The Allens AI Australian law benchmark

The future of law

Will Gen AI take the place of the human lawyer?

Lawyers still needed—but AI assisted lawyers will excel

While our results demonstrate that the current cohort of LLMs still fall short of the critical analysis skills necessary to provide quality legal advice consistently, they also demonstrate that—for a significant portion of the time—they can provide impressive responses that can supplement and elevate lawyers' skills. We see room for GenAI's performance in the legal sphere to continue to improve, but some limitations remain (and in some respects, have gotten worse), and may be inherent to LLMs.

Coupled with our own experience leveraging many of these tools, our 2025 test results confirm that LLMs are good at:

  • Streamlining routine writing tasks by generating initial drafts for correspondence and legal drafting.
  • Distilling complex information into concise summaries through analysis of materials across various modalities.
  • Conducting high-level legal research in general practice areas without needing specific citations, especially in well-understood, internationally harmonised areas of law.

Based on our test results, however, LLMs lack the precision to differentiate legal from other contexts, or to identify the specific legal context required without extensive prompting. This limitation appears to be inherent, and is likely to mean that LLMs, in the legal context, are only safe to use in the hands of people who already have legal expertise. The current batch of LLMs also cannot convey the uncertainty inherent in legal analysis—though this is something that could potentially be addressed through targeted tuning.

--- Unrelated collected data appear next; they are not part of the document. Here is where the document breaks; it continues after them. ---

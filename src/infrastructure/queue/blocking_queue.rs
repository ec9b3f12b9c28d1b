use std::marker::PhantomData;
use std::sync::{Arc, Condvar, Mutex};
use std::time::{Duration, Instant};

use crate::infrastructure::queue::{
  DequeWriterBehavior, Element, QueueBehavior, QueueError, QueueRWFactoryBehavior, QueueReaderBehavior,
  QueueReaderFactoryBehavior, QueueSize, QueueWithRWFactoryBehavior, QueueWriterBehavior, QueueWriterFactoryBehavior,
};

/// Bounded blocking shell over a plain queue.
///
/// Producers either `put` (block until space) or `offer_with_timeout` (bounded
/// wait, the element comes back in the error on timeout). The consumer side
/// stays non-blocking. All accesses go through the shared coordination lock so
/// the condition variables cannot miss a wake-up.
#[derive(Debug)]
pub struct BlockingQueue<E: Element, Q: QueueWithRWFactoryBehavior<E> + Clone> {
  underlying: Q,
  lock: Arc<Mutex<()>>,
  not_full: Arc<Condvar>,
  not_empty: Arc<Condvar>,
  _phantom: PhantomData<E>,
}

impl<E: Element, Q: QueueWithRWFactoryBehavior<E> + Clone> Clone for BlockingQueue<E, Q> {
  fn clone(&self) -> Self {
    Self {
      underlying: self.underlying.clone(),
      lock: self.lock.clone(),
      not_full: self.not_full.clone(),
      not_empty: self.not_empty.clone(),
      _phantom: PhantomData,
    }
  }
}

#[derive(Debug, Clone)]
pub struct BlockingQueueWriter<E: Element, Q: QueueWithRWFactoryBehavior<E> + Clone> {
  queue: BlockingQueue<E, Q>,
}

#[derive(Debug, Clone)]
pub struct BlockingQueueReader<E: Element, Q: QueueWithRWFactoryBehavior<E> + Clone> {
  queue: BlockingQueue<E, Q>,
}

impl<E: Element, Q: QueueWithRWFactoryBehavior<E> + Clone> BlockingQueue<E, Q> {
  pub fn new(underlying: Q) -> Self {
    Self {
      underlying,
      lock: Arc::new(Mutex::new(())),
      not_full: Arc::new(Condvar::new()),
      not_empty: Arc::new(Condvar::new()),
      _phantom: PhantomData,
    }
  }

  fn is_full(&self) -> bool {
    match (self.underlying.len(), self.underlying.capacity()) {
      (QueueSize::Limited(len), QueueSize::Limited(capacity)) => len >= capacity,
      _ => false,
    }
  }

  fn put_with<F>(&self, element: E, offer: F) -> Result<(), QueueError<E>>
  where
    F: FnOnce(&Q, E) -> Result<(), QueueError<E>>, {
    let mut guard = self.lock.lock().unwrap();
    while self.is_full() {
      guard = self.not_full.wait(guard).unwrap();
    }
    let result = offer(&self.underlying, element);
    self.not_empty.notify_one();
    drop(guard);
    result
  }

  fn offer_with_timeout_with<F>(&self, element: E, timeout: Duration, offer: F) -> Result<(), QueueError<E>>
  where
    F: FnOnce(&Q, E) -> Result<(), QueueError<E>>, {
    let deadline = Instant::now() + timeout;
    let mut guard = self.lock.lock().unwrap();
    while self.is_full() {
      let now = Instant::now();
      if now >= deadline {
        return Err(QueueError::OfferTimeout { element, timeout });
      }
      let (next_guard, _) = self.not_full.wait_timeout(guard, deadline - now).unwrap();
      guard = next_guard;
    }
    let result = offer(&self.underlying, element);
    self.not_empty.notify_one();
    drop(guard);
    result
  }

  fn poll_inner(&self) -> Option<E> {
    let guard = self.lock.lock().unwrap();
    let result = self.underlying.reader().poll();
    if result.is_some() {
      self.not_full.notify_one();
    }
    drop(guard);
    result
  }
}

impl<E: Element, Q: QueueWithRWFactoryBehavior<E> + Clone> QueueBehavior<E> for BlockingQueue<E, Q> {
  fn len(&self) -> QueueSize {
    self.underlying.len()
  }

  fn capacity(&self) -> QueueSize {
    self.underlying.capacity()
  }
}

impl<E: Element, Q: QueueWithRWFactoryBehavior<E> + Clone> QueueWriterFactoryBehavior<E> for BlockingQueue<E, Q> {
  type Writer = BlockingQueueWriter<E, Q>;

  fn writer(&self) -> Self::Writer {
    BlockingQueueWriter { queue: self.clone() }
  }
}

impl<E: Element, Q: QueueWithRWFactoryBehavior<E> + Clone> QueueReaderFactoryBehavior<E> for BlockingQueue<E, Q> {
  type Reader = BlockingQueueReader<E, Q>;

  fn reader(&self) -> Self::Reader {
    BlockingQueueReader { queue: self.clone() }
  }
}

impl<E: Element, Q: QueueWithRWFactoryBehavior<E> + Clone> QueueRWFactoryBehavior<E> for BlockingQueue<E, Q> {}

impl<E: Element, Q: QueueWithRWFactoryBehavior<E> + Clone> QueueWithRWFactoryBehavior<E> for BlockingQueue<E, Q> {}

impl<E: Element, Q: QueueWithRWFactoryBehavior<E> + Clone> BlockingQueueWriter<E, Q> {
  /// Blocks until space is available.
  pub fn put(&mut self, element: E) -> Result<(), QueueError<E>> {
    self.queue.put_with(element, |queue, element| queue.writer().offer(element))
  }

  /// Waits up to `timeout` for space; the element is handed back on timeout.
  pub fn offer_with_timeout(&mut self, element: E, timeout: Duration) -> Result<(), QueueError<E>> {
    self
      .queue
      .offer_with_timeout_with(element, timeout, |queue, element| queue.writer().offer(element))
  }
}

impl<E: Element, Q> BlockingQueueWriter<E, Q>
where
  Q: QueueWithRWFactoryBehavior<E> + Clone,
  Q::Writer: DequeWriterBehavior<E>, {
  pub fn put_first(&mut self, element: E) -> Result<(), QueueError<E>> {
    self
      .queue
      .put_with(element, |queue, element| queue.writer().offer_first(element))
  }

  pub fn offer_first_with_timeout(&mut self, element: E, timeout: Duration) -> Result<(), QueueError<E>> {
    self
      .queue
      .offer_with_timeout_with(element, timeout, |queue, element| queue.writer().offer_first(element))
  }
}

impl<E: Element, Q: QueueWithRWFactoryBehavior<E> + Clone> QueueBehavior<E> for BlockingQueueWriter<E, Q> {
  fn len(&self) -> QueueSize {
    self.queue.len()
  }

  fn capacity(&self) -> QueueSize {
    self.queue.capacity()
  }
}

impl<E: Element, Q: QueueWithRWFactoryBehavior<E> + Clone> QueueWriterBehavior<E> for BlockingQueueWriter<E, Q> {
  fn offer(&mut self, element: E) -> Result<(), QueueError<E>> {
    let guard = self.queue.lock.lock().unwrap();
    let result = self.queue.underlying.writer().offer(element);
    if result.is_ok() {
      self.queue.not_empty.notify_one();
    }
    drop(guard);
    result
  }
}

impl<E: Element, Q: QueueWithRWFactoryBehavior<E> + Clone> QueueBehavior<E> for BlockingQueueReader<E, Q> {
  fn len(&self) -> QueueSize {
    self.queue.len()
  }

  fn capacity(&self) -> QueueSize {
    self.queue.capacity()
  }
}

impl<E: Element, Q: QueueWithRWFactoryBehavior<E> + Clone> QueueReaderBehavior<E> for BlockingQueueReader<E, Q> {
  fn poll(&mut self) -> Option<E> {
    self.queue.poll_inner()
  }
}

#[cfg(test)]
mod tests {
  use std::thread;

  use super::*;
  use crate::infrastructure::queue::QueueVec;

  #[test]
  fn test_offer_with_timeout_returns_element_when_full() {
    let queue = BlockingQueue::new(QueueVec::<u32>::with_num_elements(1));
    let mut writer = queue.writer();

    writer.offer(1).unwrap();
    let result = writer.offer_with_timeout(2, Duration::from_millis(10));
    match result {
      Err(QueueError::OfferTimeout { element, .. }) => assert_eq!(element, 2),
      other => panic!("unexpected result: {:?}", other),
    }
  }

  #[test]
  fn test_put_blocks_until_space_is_available() {
    let queue = BlockingQueue::new(QueueVec::<u32>::with_num_elements(1));
    let mut writer = queue.writer();
    writer.offer(1).unwrap();

    let producer = {
      let queue = queue.clone();
      thread::spawn(move || {
        let mut writer = queue.writer();
        writer.put(2).unwrap();
      })
    };

    thread::sleep(Duration::from_millis(50));
    assert_eq!(queue.reader().poll(), Some(1));

    producer.join().unwrap();
    assert_eq!(queue.reader().poll(), Some(2));
  }

  #[test]
  fn test_put_first_orders_ahead_of_queue() {
    let queue = BlockingQueue::new(QueueVec::<u32>::with_num_elements(3));
    let mut writer = queue.writer();

    writer.put(1).unwrap();
    writer.put(2).unwrap();
    writer.put_first(0).unwrap();

    let mut reader = queue.reader();
    assert_eq!(reader.poll(), Some(0));
    assert_eq!(reader.poll(), Some(1));
    assert_eq!(reader.poll(), Some(2));
  }
}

Technology also won't replace many of the human elements of being a great lawyer—judgement, intuition and critical and innovative thinking, just to name a few, which remain central to the roles played by lawyers whether in private practice, public service or in-house.

Ongoing improvement of LLM technology

Since we completed our 2025 Allens AI Australian law benchmark testing, new iterations of existing LLMs have emerged (such as GPT-4.1 and OpenAI o4-mini released in April 2025, Claude 4.0 Sonnet released in May 2025, and Gemini 2.5 released in March 2025), with ongoing advances from other LLM developers not included in the test, such as Grok.

As an ongoing project, Allens continually monitors these new developments and welcomes discussions with any clients interested in the subject.

Speciality models and 'hybrid search'

While our benchmark focuses on each LLM's capacity to provide legal advice in response to legal problem questions as a proxy for each LLM's overall utility, the last 12 months have also seen an increasing number of new products specifically designed for use by lawyers.

For example, a number of providers are now developing and launching products specifically trained on vetted legal content (eg databases of cases, law and guidance—though often they're focused on US law) and designed to only base their conclusions on that content. Developers have also begun tackling the citation problem by adopting 'hybrid search' techniques that combine LLM response with links to substantiating vetted sources, in addition to beginning to integrate multi-model functionality into their solutions. Over time, this may enable lawyers to leverage the ‘best’ LLM for the particular legal use case to help optimise results.

Other providers have focused on tailoring their user experience to existing law firm workflows. AI-powered 'legal assistants' now perform specific comms tasks, such as summarising sets of documents and searching databases.